Lo que pasó con Duvalier, está ocurriendo con los dictadores del mundo árabe. La bandera de la democracia en manos de los habitantes de Túnez, Egipto, Yemen, Bahréin, Libia, Siria, está empujando al destierro a gobernantes despóticos de 30, 40 o más años, luego de un ejercicio del poder parapetado en costumbres religiosas reproductoras de la sumisión y el avasallamiento. Al parecer, las redes sociales con mayor alcance por parte de los jóvenes, pudieron más. Pero tras la bandera de la democracia desplegada, se esconden vacíos inmensos que no tardarán en reproducir nuevas frustraciones y desesperanzas. Tras las revueltas populares no hay proyectos políticos sostenibles en curso, aunque sí hay un cambio de decorado. Ello, de por sí, puede ser importante. ¿Será suficiente?

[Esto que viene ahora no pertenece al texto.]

impl PeerDirectory {
    /// Create a directory over the shared database
    pub fn new(db: Arc<Database>) -> Self {
        Self { db }
    }

    /// All peers, oldest first
    pub fn list(&self) -> Result<Vec<Peer>> {
        self.db.with_conn(|conn| {
            let mut stmt = conn.prepare(&format!(
                "SELECT {PEER_COLUMNS} FROM peers ORDER BY created_at, rowid"
            ))?;
            let rows = stmt.query_map([], peer_from_row)?;
            rows.collect()
        })
    }

    /// Look up a peer by local id
    pub fn get(&self, id: Uuid) -> Result<Peer> {
        self.db
            .with_conn(|conn| select_by(conn, "id", &id.to_string()))?
            .ok_or_else(|| Error::not_found(format!("peer {id}")))
    }

    /// Look up a peer by the remote instance's id
    pub fn find_by_instance(&self, remote_instance_id: Uuid) -> Result<Option<Peer>> {
        self.db.with_conn(|conn| {
            select_by(conn, "remote_instance_id", &remote_instance_id.to_string())
        })
    }

    /// Insert or update a peer keyed by its remote instance id.
    ///
    /// An existing row keeps its local id, preferences and creation time; its
    /// name, url and key are replaced and `last_seen` moves to `seen_at`.
    pub fn upsert_verified(&self, verified: VerifiedPeer, seen_at: DateTime<Utc>) -> Result<Upserted> {
        let remote_id = verified.remote_instance_id.to_string();
        let seen = format_ts(&seen_at);

        let (peer, created) = self.db.with_conn(|conn| {
            let tx = conn.unchecked_transaction()?;
            let existing = select_by(&tx, "remote_instance_id", &remote_id)?;
            let (id, created) = match existing {
                Some(existing) => {
                    tx.execute(
                        "UPDATE peers SET name = ?1, url = ?2, api_key = ?3, last_seen = ?4
                         WHERE id = ?5",
                        params![
                            verified.name,
                            verified.url,
                            verified.api_key,
                            seen,
                            existing.id.to_string()
                        ],
                    )?;
                    (existing.id, false)
                }
                None => {
                    let id = Uuid::new_v4();
                    tx.execute(
                        "INSERT INTO peers (id, name, url, api_key, remote_instance_id, last_seen,
                                            auto_replicate, sync_library_id, created_at)
                         VALUES (?1, ?2, ?3, ?4, ?5, ?6, 0, NULL, ?7)",
                        params![
                            id.to_string(),
                            verified.name,
                            verified.url,
                            verified.api_key,
                            remote_id,
                            seen,
                            format_ts(&Utc::now())
                        ],
                    )?;
                    (id, true)
                }
            };
            let peer = select_by(&tx, "id", &id.to_string())?
                .ok_or(rusqlite::Error::QueryReturnedNoRows)?;
            tx.commit()?;
            Ok((peer, created))
        })?;

        info!(peer = %peer.id, name = %peer.name, url = %peer.url, created, "Peer saved");
        Ok(Upserted { peer, created })
    }

    /// Apply an address heard from the instance itself (an announce).
    ///
    /// Returns whether the stored address changed. Unknown instance ids are
    /// ignored.
    pub fn apply_announced_address(
        &self,
        remote_instance_id: Uuid,
        name: Option<&str>,
        url: &str,
        seen_at: DateTime<Utc>,
    ) -> Result<bool> {
        let applied = self.db.with_conn(|conn| {
            conn.execute(
                "UPDATE peers SET url = ?1, last_seen = ?2, name = COALESCE(?3, name)
                 WHERE remote_instance_id = ?4 AND (last_seen IS NULL OR last_seen < ?2)",
                params![url, format_ts(&seen_at), name, remote_instance_id.to_string()],
            )
        })? > 0;

        debug!(instance = %remote_instance_id, url, applied, "Announced address processed");
        Ok(applied)
    }

    /// Apply an address vouched for by a third party (a gossip answer).
    ///
    /// The update targets the row by local id *and* instance id, so a result
    /// for a peer deleted in the meantime matches nothing and is discarded.
    pub fn apply_resolved_address(
        &self,
        peer_id: Uuid,
        remote_instance_id: Uuid,
        url: &str,
        seen_at: DateTime<Utc>,
    ) -> Result<bool> {
        let applied = self.db.with_conn(|conn| {
            conn.execute(
                "UPDATE peers SET url = ?1, last_seen = ?2
                 WHERE id = ?3 AND remote_instance_id = ?4
                   AND (last_seen IS NULL OR last_seen < ?2)",
                params![
                    url,
                    format_ts(&seen_at),
                    peer_id.to_string(),
                    remote_instance_id.to_string()
                ],
            )
        })? > 0;

        debug!(peer = %peer_id, url, applied, "Resolved address processed");
        Ok(applied)
    }

    /// Record that the peer answered at its current address.
    ///
    /// Only moves `last_seen` forward, and only if `url` is still the stored
    /// address.
    pub fn confirm_seen(&self, peer_id: Uuid, url: &str, seen_at: DateTime<Utc>) -> Result<bool> {
        let touched = self.db.with_conn(|conn| {
            conn.execute(
                "UPDATE peers SET last_seen = ?1
                 WHERE id = ?2 AND url = ?3 AND (last_seen IS NULL OR last_seen < ?1)",
                params![format_ts(&seen_at), peer_id.to_string(), url],
            )
        })? > 0;
        Ok(touched)
    }

    /// Change operator preferences
    pub fn set_preferences(&self, id: Uuid, prefs: &PeerPreferences) -> Result<Peer> {
        self.db.with_conn(|conn| {
            let tx = conn.unchecked_transaction()?;
            if let Some(auto) = prefs.auto_replicate {
                tx.execute(
                    "UPDATE peers SET auto_replicate = ?1 WHERE id = ?2",
                    params![auto, id.to_string()],
                )?;
            }
            if let Some(library) = &prefs.sync_library_id {
                tx.execute(
                    "UPDATE peers SET sync_library_id = ?1 WHERE id = ?2",
                    params![library, id.to_string()],
                )?;
            }
            tx.commit()
        })?;

        let peer = self.get(id)?;
        info!(
            peer = %id,
            auto_replicate = peer.auto_replicate,
            sync_library_id = ?peer.sync_library_id,
            "Peer preferences updated"
        );
        Ok(peer)
    }

    /// Delete a peer and its transfer records. Local effect only.
    pub fn delete(&self, id: Uuid) -> Result<()> {
        let removed = self
            .db
            .with_conn(|conn| conn.execute("DELETE FROM peers WHERE id = ?1", [id.to_string()]))?;
        if removed == 0 {
            return Err(Error::not_found(format!("peer {id}")));
        }
        info!(peer = %id, "Peer deleted");
        Ok(())
    }
}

“La gente paga por su propia subordinación” dijo en alguna parte Noam Chomsky, el irreverente filosofo norteamericano. Los árabes achacan sus desgracias a los gobiernos de familiares que se suceden unos tras otros durante décadas, mientras atesoran riquezas a manos llenas en lingotes de oro o cuentas en el exterior. De los palacios de gobierno hoy salen corriendo, presionados por las revueltas, pero con las alforjas llenas. La democracia es la varita mágica. Si los militares y nuevos caudillos, ahora montados sobre la cresta revolucionaria, no cambian todo para que todo siga igual, como decía lampedusa en el “Gato pardo”, rápidamente los árabes van a entender que el cambio de rostros en los palacios imperiales, sin proyectos políticos reformadores de las estructuras milenarias, fue un simple trueque.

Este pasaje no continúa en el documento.